Dis-moi ce que tu manges…

Bien sûr, cet engouement doit être relativisé. Après tout, en Belgique, les terres cultivées en bio ne représentent que 1,47 % de la superficie agricole totale: une performance très moyenne si on la compare aux autres pays de l’Union européenne ( lire l’infographie, ci-dessus). Mais tous les indicateurs sont au vert. « En Europe, on prévoit, à moyen terme, une hausse qui irait jusqu’à 10 % », estime Thonon. Et de rappeler que, comme souvent en matière d’environnement, les pays nordiques ont une longueur d’avance sur les pays méridionaux. En Scandinavie, mais aussi aux Pays-Bas et en Grande-Bretagne, on consomme bio par engagement, presque par militance: le consommateur veut encourager les pratiques agricoles qui respectent le milieu naturel (pas de pesticides, pas d’engrais chimiques, respect des cycles naturels, etc.). Tandis que, sous nos latitudes, les préoccupations consuméristes portent davantage sur la sécurité et la santé: le bio y est plutôt considéré comme une valeur refuge, une voie de repli face aux inquiétudes causées par l’alimentation conventionnelle.

Outre les crises de l’agroalimentaire (pendant lesquelles les producteurs bio se sont gardés de toute déclaration triomphaliste), différentes raisons expliquent la percée du bio. En 1992 et en 1998, l’Union européenne a adopté des réglementations – respectivement pour la production végétale et animale – qui ont largement accru la crédibilité du secteur. Entre-temps, la plupart des pays ont attribué des primes aux agriculteurs bio, notamment pour les aider à franchir le cap de la « reconversion » de leurs exploitations. Une étape critique, cette reconversion: c’est le moment (de six mois à trois ans!) où le producteur fait du bio (avec tous les frais supplémentaires que cela suppose), sans pouvoir écouler sa production dans la filière spécialisée, financièrement plus valorisante.

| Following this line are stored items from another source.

use crate::evaluator;
use crate::interpreter::Interpreter;
use crate::printer::{pr_str, PrintMode};
use crate::reader::{self, FsLoader};
use ansi_term::Colour::Red;
use linefeed::{DefaultTerminal, Interface, ReadResult, Terminal};
use std::fmt;
use std::path::PathBuf;

const USAGE: &str = "usage: iode [-r MODULE]... [SCRIPT]";

#[derive(Debug)]
pub enum Error {
    Usage(String),
    Io(std::io::Error),
    Eval(evaluator::Error),
}

impl fmt::Display for Error {
    fn fmt(&self, f: &mut fmt::Formatter<'_>) -> fmt::Result {
        match self {
            Error::Usage(problem) => write!(f, "{}\n{}", problem, USAGE),
            Error::Io(e) => write!(f, "io error: {}", e),
            Error::Eval(e) => write!(f, "{}", e),
        }
    }
}

impl std::error::Error for Error {}

impl From<std::io::Error> for Error {
    fn from(e: std::io::Error) -> Self {
        Self::Io(e)
    }
}

impl From<evaluator::Error> for Error {
    fn from(e: evaluator::Error) -> Self {
        Self::Eval(e)
    }
}

/// What to do, as given on the command line.
#[derive(Debug, Default, PartialEq)]
pub struct Config {
    /// Files imported into the root environment before anything else runs.
    pub modules: Vec<PathBuf>,
    /// Run this and exit. Without one we start a REPL.
    pub script: Option<PathBuf>,
}

impl Config {
    /// `args[0]` is the program name, as with `std::env::args`.
    pub fn from_args(args: &[String]) -> Result<Self, Error> {
        let mut config = Config::default();
        let mut args = args.iter().skip(1);
        while let Some(arg) = args.next() {
            match arg.as_str() {
                "-r" => match args.next() {
                    Some(module) => config.modules.push(module.into()),
                    None => return Err(Error::Usage("-r needs a module to load".into())),
                },
                flag if flag.starts_with('-') => {
                    return Err(Error::Usage(format!("unknown option {}", flag)))
                }
                script if config.script.is_none() => config.script = Some(script.into()),
                _ => return Err(Error::Usage("only one script can be run".into())),
            }
        }
        Ok(config)
    }
}

pub fn setup() -> std::io::Result<Interface<DefaultTerminal>> {
    let interface = linefeed::Interface::new("iode")?;
    interface.set_prompt("iode> ")?;
    if let Some(path) = history_path() {
        interface.load_history(path).ok();
    };
    Ok(interface)
}

fn history_path() -> Option<PathBuf> {
    match dirs::data_dir() {
        Some(mut path) => {
            path.push(".iode_history");
            Some(path)
        }
        None => None,
    }
}

pub fn save_history<T: Terminal>(interface: &Interface<T>) -> std::io::Result<()> {
    match history_path() {
        Some(path) => interface.save_history(path),
        None => Ok(()),
    }
}

pub fn repl<T: Terminal>(interface: &Interface<T>, processor: impl Fn(&str) -> String) {
    loop {
        match interface.read_line() {
            Ok(ReadResult::Eof) => break,
            Ok(ReadResult::Signal(sig)) => {
                writeln!(interface, "Received signal {:?}", sig).ok();
            }
            Ok(ReadResult::Input(line)) => {
                if line.trim().is_empty() {
                    continue;
                }
                interface.add_history_unique(line.clone());
                writeln!(interface, "{}", processor(&line)).ok();
            }
            Err(e) => {
                writeln!(interface, "Error: {}", e).ok();
                break;
            }
        }
    }
}

/// Errors are shown in red, but only when `stream` is a terminal.
pub fn paint_error(e: &dyn fmt::Display, stream: atty::Stream) -> String {
    let message = format!("error: {}", e);
    if atty::is(stream) {
        Red.paint(message).to_string()
    } else {
        message
    }
}

fn rep(interpreter: &Interpreter, line: &str) -> String {
    match interpreter.run(line) {
        Ok(value) => pr_str(&value, PrintMode::ReadableRepresentation),
        Err(e) => paint_error(&e, atty::Stream::Stdout),
    }
}

pub fn launch(args: Vec<String>) -> Result<(), Error> {
    let config = Config::from_args(&args)?;
    log::debug!("starting with {:?}", config);
    let interpreter = Interpreter::new()?;
    for module in &config.modules {
        interpreter.import(module, &FsLoader, interpreter.root())?;
    }
    match &config.script {
        Some(script) => {
            let program = reader::read_file(script, &FsLoader).map_err(evaluator::Error::from)?;
            interpreter.evaluate(&program)?;
        }
        None => {
            let interface = setup()?;
            repl(&interface, |line| rep(&interpreter, line));
            save_history(&interface)?;
        }
    }
    Ok(())
}

#[cfg(test)]
mod tests {
    use super::*;

    fn parse(args: &[&str]) -> Result<Config, Error> {
        let args: Vec<String> = std::iter::once("iode")
            .chain(args.iter().copied())
            .map(String::from)
            .collect();
        Config::from_args(&args)
    }

    #[test]
    fn no_arguments_means_repl() {
        assert_eq!(parse(&[]).unwrap(), Config::default());
    }

    #[test]
    fn modules_and_script() {
        let config = parse(&["-r", "a.io", "-r", "b.io", "main.io"]).unwrap();
        assert_eq!(config.modules, vec![PathBuf::from("a.io"), PathBuf::from("b.io")]);
        assert_eq!(config.script, Some(PathBuf::from("main.io")));
    }

    #[test]
    fn bad_usage() {
        assert!(matches!(parse(&["-r"]), Err(Error::Usage(_))));
        assert!(matches!(parse(&["--verbose"]), Err(Error::Usage(_))));
        assert!(matches!(parse(&["a.io", "b.io"]), Err(Error::Usage(_))));
    }

    #[test]
    fn rep_prints_values_readably() {
        let interpreter = Interpreter::new().unwrap();
        assert_eq!(rep(&interpreter, "(list \"a\" 1/2)"), "(\"a\" 1/2)");
    }

    #[test]
    fn missing_script_is_an_error() {
        let args = vec!["iode".to_string(), "/no/such/dir/script.io".to_string()];
        assert!(matches!(
            launch(args),
            Err(Error::Eval(evaluator::Error::Load(_)))
        ));
    }
}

Plus fondamentalement, le bio est dans l’air du temps: celui d’une agriculture plus soutenable, à la fois écologiquement, socialement et économiquement. « Si le bio n’est pas une mode, explique Carol Haest, consultant en produits bio pour la grande distribution, c’est parce qu’il va bien plus loin que le souci de manger en toute sécurité. Il puise ses racines dans des valeurs et des préoccupations sociétales qui ne sont pas près de changer: le refus de dilapider les ressources de la terre et, par là, de compromettre notre avenir et celui de nos enfants. »

La Wallonie rate le train

Cette évolution va-t-elle de soi? Loin de là. Elle s’accompagne de heurts, de déchirements, de tensions, voire de mini-guérillas. Au point que, paradoxalement, trop de bio pourrait nuire au bio. Deux grandes raisons à cela. Premièrement, l’offre de produits bio est largement inférieure à la demande. En Belgique, on estime généralement qu’au moins 70 % de la consommation est assurée par les importations. D’où cette question: est-il encore « écologique », par exemple, de faire venir d’Argentine des tonnes de viande de boeuf bio (comme ce fut le cas jusqu’il y a peu), alors que nos propres exploitations – surtout en Wallonie – pourraient assurer une partie de cette production, au bénéfice de nos éleveurs?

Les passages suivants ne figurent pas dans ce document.